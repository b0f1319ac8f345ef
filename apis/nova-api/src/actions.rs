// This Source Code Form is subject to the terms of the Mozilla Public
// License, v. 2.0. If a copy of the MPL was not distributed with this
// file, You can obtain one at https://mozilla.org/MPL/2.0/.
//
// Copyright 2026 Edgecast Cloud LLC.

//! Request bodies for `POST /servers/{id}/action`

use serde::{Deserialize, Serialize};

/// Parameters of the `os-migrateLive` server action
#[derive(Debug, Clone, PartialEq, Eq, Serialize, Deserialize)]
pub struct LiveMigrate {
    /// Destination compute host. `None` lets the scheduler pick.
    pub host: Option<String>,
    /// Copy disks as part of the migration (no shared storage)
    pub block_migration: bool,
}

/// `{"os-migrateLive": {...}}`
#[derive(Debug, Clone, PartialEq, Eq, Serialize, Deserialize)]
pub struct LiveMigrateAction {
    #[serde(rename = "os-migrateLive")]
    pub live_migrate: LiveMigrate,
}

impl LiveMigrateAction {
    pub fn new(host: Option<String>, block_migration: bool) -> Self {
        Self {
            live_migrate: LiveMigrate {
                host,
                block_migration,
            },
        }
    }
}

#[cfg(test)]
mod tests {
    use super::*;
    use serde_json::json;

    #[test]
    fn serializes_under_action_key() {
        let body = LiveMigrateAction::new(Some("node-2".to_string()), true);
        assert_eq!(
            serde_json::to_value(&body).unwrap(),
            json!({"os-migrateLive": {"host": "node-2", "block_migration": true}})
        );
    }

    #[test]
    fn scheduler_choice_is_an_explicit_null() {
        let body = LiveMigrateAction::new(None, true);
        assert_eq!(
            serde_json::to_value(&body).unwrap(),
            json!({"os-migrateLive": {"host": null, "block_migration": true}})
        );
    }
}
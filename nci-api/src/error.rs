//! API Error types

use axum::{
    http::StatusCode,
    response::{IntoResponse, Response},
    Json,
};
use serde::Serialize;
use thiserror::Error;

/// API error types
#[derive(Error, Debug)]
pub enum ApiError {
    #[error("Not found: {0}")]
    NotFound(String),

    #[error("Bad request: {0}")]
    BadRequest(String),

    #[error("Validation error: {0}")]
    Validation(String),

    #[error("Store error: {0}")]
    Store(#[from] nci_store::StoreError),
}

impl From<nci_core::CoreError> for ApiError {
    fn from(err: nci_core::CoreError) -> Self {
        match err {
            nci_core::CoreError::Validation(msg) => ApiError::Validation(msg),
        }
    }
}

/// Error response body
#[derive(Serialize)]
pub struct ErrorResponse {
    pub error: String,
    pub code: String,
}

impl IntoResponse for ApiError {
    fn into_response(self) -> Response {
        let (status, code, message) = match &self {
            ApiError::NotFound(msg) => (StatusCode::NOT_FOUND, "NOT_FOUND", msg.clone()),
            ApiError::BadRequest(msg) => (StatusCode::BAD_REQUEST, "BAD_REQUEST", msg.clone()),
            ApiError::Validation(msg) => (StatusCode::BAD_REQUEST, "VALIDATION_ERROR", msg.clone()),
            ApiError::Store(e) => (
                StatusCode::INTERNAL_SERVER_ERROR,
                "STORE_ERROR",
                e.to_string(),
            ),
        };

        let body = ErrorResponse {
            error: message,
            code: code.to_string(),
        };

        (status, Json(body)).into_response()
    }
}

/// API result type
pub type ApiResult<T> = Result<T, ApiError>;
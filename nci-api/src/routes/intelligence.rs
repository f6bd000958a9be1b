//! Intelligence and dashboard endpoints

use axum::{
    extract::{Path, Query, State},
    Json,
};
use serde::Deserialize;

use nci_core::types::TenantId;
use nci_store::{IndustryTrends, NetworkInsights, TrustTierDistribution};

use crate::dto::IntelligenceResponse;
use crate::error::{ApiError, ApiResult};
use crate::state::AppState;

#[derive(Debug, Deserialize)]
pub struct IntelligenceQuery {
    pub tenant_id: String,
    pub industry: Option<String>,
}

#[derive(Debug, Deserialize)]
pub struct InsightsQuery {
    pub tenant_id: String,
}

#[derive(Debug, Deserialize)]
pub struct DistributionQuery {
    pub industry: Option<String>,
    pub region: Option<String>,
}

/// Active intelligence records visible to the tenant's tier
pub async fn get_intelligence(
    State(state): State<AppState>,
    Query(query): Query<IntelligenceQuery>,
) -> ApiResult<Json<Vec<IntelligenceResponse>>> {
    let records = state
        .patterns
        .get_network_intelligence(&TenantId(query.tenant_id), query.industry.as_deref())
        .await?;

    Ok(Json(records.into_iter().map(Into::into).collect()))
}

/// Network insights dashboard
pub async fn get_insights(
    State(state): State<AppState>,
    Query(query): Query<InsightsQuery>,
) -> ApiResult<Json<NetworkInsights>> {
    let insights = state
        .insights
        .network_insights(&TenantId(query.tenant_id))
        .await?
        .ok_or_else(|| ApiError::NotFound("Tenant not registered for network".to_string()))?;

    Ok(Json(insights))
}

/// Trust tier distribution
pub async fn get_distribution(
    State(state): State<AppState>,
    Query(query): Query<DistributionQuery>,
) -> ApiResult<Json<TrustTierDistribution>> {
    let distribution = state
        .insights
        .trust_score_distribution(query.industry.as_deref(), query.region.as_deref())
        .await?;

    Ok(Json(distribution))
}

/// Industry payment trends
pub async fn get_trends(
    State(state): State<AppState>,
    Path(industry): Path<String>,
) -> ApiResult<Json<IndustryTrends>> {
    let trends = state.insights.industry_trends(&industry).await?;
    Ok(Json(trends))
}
******************************
Your goal: Wherever "dashboard" appears in the listing, report the line it is on.

Solution for this problem:
//! Intelligence and dashboard endpoints
/// Network insights dashboard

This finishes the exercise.